→ Problem
Take the data below. Output it exactly from its first line through the line containing "use crate::parse_error::ParseError;".

→ Excerpted records
#####
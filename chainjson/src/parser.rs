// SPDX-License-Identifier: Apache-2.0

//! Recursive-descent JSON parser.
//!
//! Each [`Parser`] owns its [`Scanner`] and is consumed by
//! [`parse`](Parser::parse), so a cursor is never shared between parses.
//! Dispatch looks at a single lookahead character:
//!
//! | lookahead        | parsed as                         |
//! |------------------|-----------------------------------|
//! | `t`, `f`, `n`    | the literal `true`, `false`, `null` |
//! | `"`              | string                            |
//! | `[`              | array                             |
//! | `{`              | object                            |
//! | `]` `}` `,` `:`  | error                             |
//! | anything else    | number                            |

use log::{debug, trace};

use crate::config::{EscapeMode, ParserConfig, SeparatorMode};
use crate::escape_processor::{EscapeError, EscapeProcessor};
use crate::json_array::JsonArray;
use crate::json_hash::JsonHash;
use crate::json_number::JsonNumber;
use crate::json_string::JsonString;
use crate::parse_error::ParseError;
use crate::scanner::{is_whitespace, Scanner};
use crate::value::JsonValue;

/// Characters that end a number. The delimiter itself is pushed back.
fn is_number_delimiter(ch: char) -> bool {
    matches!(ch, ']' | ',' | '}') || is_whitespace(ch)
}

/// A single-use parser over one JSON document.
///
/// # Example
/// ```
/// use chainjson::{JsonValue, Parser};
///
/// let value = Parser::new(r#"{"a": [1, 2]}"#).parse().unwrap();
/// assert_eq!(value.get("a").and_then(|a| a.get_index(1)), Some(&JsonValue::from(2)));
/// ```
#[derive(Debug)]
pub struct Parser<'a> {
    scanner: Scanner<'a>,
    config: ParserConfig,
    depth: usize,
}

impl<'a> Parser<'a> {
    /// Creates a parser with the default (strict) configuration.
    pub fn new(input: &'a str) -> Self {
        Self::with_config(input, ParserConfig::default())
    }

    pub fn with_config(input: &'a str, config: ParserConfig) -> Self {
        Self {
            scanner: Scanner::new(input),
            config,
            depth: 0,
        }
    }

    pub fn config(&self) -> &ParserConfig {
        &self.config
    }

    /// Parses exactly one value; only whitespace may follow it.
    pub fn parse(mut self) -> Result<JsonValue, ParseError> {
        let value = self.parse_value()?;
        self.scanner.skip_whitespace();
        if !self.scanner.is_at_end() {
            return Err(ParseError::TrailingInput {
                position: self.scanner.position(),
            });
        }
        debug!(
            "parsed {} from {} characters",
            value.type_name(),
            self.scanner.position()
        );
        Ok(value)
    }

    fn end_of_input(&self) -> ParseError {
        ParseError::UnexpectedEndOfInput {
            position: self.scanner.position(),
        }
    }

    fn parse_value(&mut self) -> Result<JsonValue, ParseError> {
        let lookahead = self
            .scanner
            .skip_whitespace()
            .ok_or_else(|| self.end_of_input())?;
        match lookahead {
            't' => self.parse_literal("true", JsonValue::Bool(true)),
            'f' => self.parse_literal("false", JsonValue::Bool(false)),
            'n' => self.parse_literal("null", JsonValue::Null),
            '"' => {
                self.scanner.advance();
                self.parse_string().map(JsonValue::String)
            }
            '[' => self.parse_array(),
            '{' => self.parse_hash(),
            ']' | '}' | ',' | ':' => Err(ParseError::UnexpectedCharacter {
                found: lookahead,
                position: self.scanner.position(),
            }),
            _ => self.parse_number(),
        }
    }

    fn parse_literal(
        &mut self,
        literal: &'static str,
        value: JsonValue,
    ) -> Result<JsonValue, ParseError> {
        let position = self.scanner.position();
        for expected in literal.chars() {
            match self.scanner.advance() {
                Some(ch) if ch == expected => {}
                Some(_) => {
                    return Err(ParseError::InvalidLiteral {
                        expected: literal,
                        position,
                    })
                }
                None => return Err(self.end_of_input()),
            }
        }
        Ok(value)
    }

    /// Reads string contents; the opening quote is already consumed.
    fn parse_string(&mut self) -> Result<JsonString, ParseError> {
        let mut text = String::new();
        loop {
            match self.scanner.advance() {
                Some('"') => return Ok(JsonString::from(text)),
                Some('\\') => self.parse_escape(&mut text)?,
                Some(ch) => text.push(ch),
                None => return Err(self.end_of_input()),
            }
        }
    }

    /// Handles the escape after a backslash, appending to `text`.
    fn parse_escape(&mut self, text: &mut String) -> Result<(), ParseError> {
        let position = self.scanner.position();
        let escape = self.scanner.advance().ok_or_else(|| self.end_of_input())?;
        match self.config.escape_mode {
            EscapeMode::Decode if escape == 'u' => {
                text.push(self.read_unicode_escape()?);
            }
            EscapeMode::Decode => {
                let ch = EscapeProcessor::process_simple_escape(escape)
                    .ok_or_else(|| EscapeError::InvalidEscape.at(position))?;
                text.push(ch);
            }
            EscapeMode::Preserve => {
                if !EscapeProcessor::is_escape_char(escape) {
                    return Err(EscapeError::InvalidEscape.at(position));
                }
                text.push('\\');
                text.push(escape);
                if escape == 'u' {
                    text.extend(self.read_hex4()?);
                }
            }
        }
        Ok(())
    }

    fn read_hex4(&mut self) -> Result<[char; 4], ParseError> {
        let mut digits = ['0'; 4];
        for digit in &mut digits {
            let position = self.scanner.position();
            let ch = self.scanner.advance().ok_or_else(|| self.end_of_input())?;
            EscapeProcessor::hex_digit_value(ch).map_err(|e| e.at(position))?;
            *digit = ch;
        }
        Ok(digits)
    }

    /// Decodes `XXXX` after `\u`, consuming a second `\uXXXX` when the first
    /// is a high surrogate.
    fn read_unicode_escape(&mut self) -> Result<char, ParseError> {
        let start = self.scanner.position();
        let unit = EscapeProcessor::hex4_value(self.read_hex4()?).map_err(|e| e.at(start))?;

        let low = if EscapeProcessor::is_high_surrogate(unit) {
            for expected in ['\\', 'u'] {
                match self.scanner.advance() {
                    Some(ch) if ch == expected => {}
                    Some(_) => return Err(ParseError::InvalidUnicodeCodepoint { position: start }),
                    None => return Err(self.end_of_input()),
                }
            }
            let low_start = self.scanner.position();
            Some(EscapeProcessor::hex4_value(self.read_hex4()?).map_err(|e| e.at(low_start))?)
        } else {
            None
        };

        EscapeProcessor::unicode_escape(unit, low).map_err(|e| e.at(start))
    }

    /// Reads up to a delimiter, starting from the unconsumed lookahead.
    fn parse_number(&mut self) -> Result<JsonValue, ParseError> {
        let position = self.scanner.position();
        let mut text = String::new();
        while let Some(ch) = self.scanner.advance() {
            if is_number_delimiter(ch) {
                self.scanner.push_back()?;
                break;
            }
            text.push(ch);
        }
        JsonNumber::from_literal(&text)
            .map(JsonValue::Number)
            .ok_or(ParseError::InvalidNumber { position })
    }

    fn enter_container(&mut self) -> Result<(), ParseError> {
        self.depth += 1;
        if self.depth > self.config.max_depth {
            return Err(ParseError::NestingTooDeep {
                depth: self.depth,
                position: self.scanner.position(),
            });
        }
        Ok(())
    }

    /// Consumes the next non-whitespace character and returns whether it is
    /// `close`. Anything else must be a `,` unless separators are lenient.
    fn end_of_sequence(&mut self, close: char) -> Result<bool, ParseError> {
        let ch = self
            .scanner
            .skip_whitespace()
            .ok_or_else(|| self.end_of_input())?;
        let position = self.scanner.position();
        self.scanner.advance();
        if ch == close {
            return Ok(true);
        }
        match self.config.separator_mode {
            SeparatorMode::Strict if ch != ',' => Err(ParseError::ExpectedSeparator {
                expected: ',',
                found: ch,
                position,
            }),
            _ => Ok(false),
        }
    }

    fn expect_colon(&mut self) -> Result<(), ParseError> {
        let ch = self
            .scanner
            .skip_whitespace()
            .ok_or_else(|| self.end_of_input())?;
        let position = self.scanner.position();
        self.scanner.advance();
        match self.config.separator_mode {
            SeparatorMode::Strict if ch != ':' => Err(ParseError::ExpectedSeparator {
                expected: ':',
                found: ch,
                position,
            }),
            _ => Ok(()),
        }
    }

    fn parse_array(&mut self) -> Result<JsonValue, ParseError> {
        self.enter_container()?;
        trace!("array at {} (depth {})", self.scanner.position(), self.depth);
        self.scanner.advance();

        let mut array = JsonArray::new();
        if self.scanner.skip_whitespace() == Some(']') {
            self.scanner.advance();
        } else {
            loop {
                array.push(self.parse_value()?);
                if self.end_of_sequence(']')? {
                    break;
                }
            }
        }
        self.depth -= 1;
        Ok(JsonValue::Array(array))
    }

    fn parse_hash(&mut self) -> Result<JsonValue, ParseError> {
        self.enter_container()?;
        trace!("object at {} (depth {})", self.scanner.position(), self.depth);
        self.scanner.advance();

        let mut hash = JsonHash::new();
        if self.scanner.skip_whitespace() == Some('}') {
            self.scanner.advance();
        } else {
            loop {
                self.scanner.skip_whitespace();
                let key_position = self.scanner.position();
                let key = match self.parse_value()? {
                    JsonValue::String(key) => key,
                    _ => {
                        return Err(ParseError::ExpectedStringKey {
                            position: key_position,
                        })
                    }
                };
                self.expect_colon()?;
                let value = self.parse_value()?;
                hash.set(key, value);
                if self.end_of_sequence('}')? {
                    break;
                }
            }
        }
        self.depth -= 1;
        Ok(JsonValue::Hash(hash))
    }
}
#####
→ Solution to this problem
filename chainjson/src/parser.rs
// SPDX-License-Identifier: Apache-2.0

//! Recursive-descent JSON parser.
//!
//! Each [`Parser`] owns its [`Scanner`] and is consumed by
//! [`parse`](Parser::parse), so a cursor is never shared between parses.
//! Dispatch looks at a single lookahead character:
//!
//! | lookahead        | parsed as                         |
//! |------------------|-----------------------------------|
//! | `t`, `f`, `n`    | the literal `true`, `false`, `null` |
//! | `"`              | string                            |
//! | `[`              | array                             |
//! | `{`              | object                            |
//! | `]` `}` `,` `:`  | error                             |
//! | anything else    | number                            |

use log::{debug, trace};

use crate::config::{EscapeMode, ParserConfig, SeparatorMode};
use crate::escape_processor::{EscapeError, EscapeProcessor};
use crate::json_array::JsonArray;
use crate::json_hash::JsonHash;
use crate::json_number::JsonNumber;
use crate::json_string::JsonString;
use crate::parse_error::ParseError;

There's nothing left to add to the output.